## Task inputs
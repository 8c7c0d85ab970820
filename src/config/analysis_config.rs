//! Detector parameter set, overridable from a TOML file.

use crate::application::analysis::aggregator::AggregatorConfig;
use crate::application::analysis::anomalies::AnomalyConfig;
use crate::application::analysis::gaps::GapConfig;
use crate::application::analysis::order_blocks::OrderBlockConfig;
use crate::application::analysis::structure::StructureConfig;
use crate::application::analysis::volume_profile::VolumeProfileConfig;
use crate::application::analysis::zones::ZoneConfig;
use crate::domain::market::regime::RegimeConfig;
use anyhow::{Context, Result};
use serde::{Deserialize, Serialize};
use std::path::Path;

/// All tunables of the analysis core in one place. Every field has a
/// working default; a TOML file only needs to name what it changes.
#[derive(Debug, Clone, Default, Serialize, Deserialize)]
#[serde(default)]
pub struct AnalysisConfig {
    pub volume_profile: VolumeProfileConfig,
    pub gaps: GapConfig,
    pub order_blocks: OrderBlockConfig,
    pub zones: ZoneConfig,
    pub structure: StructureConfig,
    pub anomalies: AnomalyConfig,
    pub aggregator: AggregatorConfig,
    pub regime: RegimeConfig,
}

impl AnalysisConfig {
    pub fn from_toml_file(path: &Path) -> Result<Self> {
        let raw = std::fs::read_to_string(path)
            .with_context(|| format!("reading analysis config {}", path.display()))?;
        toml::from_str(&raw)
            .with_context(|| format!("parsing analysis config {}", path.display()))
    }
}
* * *
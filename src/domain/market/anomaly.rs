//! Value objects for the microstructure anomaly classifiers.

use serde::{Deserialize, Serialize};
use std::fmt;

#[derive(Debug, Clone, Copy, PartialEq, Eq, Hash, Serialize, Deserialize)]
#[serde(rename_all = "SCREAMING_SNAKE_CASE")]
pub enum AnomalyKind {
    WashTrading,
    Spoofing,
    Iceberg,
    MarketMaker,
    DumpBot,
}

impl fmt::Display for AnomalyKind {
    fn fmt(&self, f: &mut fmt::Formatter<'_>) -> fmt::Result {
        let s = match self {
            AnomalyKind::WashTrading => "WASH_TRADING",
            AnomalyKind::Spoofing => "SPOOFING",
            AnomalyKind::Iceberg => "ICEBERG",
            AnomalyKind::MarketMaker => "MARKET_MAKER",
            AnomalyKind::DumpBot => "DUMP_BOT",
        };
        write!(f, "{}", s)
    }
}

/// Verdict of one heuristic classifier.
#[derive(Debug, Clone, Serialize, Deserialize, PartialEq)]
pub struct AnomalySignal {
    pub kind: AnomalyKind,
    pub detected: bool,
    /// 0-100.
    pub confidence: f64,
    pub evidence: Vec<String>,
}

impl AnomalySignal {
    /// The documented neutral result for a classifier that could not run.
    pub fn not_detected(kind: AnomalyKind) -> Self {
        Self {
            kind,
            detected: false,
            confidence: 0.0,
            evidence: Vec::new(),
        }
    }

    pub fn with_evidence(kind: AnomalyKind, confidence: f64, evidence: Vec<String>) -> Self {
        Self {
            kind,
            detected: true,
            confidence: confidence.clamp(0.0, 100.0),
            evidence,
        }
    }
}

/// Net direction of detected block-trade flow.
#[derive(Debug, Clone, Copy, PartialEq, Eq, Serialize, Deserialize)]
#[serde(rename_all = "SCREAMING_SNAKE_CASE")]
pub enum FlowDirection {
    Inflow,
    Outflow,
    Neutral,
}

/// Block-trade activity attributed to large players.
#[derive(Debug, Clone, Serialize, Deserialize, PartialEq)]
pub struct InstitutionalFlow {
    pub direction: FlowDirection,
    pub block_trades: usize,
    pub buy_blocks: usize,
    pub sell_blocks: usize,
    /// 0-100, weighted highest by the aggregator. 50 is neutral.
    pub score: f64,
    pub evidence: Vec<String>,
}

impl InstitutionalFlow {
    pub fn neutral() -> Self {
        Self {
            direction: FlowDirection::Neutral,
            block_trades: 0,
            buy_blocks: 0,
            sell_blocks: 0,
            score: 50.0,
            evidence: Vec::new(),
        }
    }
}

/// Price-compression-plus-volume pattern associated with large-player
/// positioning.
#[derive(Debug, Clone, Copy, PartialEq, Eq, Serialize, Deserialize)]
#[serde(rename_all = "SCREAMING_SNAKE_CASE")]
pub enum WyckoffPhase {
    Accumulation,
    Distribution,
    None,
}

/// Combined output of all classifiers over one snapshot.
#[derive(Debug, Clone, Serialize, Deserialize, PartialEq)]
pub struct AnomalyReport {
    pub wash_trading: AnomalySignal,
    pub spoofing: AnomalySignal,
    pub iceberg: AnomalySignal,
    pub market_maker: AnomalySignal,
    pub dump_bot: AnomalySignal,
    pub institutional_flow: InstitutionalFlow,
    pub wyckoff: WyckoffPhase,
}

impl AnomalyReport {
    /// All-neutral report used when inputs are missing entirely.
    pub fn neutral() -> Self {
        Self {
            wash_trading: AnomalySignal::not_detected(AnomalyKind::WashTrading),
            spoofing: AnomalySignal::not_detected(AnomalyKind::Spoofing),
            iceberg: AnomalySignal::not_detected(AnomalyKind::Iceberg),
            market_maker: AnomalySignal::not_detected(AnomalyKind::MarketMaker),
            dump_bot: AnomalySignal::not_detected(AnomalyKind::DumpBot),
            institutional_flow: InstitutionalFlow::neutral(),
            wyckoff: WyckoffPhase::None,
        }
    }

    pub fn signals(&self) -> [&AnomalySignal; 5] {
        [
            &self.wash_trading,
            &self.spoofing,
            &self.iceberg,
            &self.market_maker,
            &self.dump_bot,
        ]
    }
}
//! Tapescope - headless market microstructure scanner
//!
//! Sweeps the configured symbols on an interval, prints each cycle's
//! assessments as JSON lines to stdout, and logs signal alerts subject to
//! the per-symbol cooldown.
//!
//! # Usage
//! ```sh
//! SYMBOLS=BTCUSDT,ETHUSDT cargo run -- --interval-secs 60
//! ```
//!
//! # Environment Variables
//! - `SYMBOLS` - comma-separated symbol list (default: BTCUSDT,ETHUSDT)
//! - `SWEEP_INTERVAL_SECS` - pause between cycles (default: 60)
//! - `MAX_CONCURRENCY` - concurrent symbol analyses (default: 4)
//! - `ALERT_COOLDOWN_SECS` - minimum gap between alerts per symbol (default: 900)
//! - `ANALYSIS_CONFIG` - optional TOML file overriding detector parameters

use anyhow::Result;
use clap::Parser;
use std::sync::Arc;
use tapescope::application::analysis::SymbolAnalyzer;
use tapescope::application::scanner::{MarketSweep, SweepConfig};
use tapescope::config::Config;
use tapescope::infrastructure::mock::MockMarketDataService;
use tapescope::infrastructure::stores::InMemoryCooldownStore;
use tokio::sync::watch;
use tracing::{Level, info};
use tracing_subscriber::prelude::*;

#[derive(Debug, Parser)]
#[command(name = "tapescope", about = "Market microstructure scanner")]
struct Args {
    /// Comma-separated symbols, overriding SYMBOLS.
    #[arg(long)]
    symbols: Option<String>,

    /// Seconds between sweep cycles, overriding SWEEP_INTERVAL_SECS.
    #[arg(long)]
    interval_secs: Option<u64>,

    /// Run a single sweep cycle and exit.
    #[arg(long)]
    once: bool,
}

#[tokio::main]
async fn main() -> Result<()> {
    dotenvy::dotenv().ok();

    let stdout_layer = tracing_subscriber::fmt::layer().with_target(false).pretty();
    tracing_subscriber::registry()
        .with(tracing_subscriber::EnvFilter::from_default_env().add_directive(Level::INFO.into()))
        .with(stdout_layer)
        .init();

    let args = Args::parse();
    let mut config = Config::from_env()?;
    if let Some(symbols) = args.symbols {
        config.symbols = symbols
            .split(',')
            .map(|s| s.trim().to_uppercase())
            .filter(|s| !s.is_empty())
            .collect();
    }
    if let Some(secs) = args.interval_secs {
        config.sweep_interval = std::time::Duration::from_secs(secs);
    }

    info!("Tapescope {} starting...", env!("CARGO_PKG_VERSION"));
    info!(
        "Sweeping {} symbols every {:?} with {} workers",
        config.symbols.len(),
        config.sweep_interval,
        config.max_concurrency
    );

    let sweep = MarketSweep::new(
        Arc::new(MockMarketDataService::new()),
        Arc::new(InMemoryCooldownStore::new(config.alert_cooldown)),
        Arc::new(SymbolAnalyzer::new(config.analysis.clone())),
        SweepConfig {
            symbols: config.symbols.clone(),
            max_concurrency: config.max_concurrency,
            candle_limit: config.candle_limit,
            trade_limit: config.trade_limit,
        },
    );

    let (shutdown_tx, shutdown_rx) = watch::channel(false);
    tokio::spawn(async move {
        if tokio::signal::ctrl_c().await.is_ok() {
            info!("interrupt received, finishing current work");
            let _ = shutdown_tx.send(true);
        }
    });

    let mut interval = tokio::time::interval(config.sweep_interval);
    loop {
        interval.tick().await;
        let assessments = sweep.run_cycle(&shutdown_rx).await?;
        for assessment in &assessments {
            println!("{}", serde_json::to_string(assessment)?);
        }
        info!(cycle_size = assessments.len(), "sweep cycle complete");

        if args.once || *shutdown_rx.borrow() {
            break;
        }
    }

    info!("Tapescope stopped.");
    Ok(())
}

## Task
Retype, exactly and in full, the lines above from the one containing "use clap::Parser;" through the one containing "use tapescope::infrastructure::stores::InMemoryCooldownStore;".

## Result below
use clap::Parser;
use std::sync::Arc;
use tapescope::application::analysis::SymbolAnalyzer;
use tapescope::application::scanner::{MarketSweep, SweepConfig};
use tapescope::config::Config;
use tapescope::infrastructure::mock::MockMarketDataService;
use tapescope::infrastructure::stores::InMemoryCooldownStore;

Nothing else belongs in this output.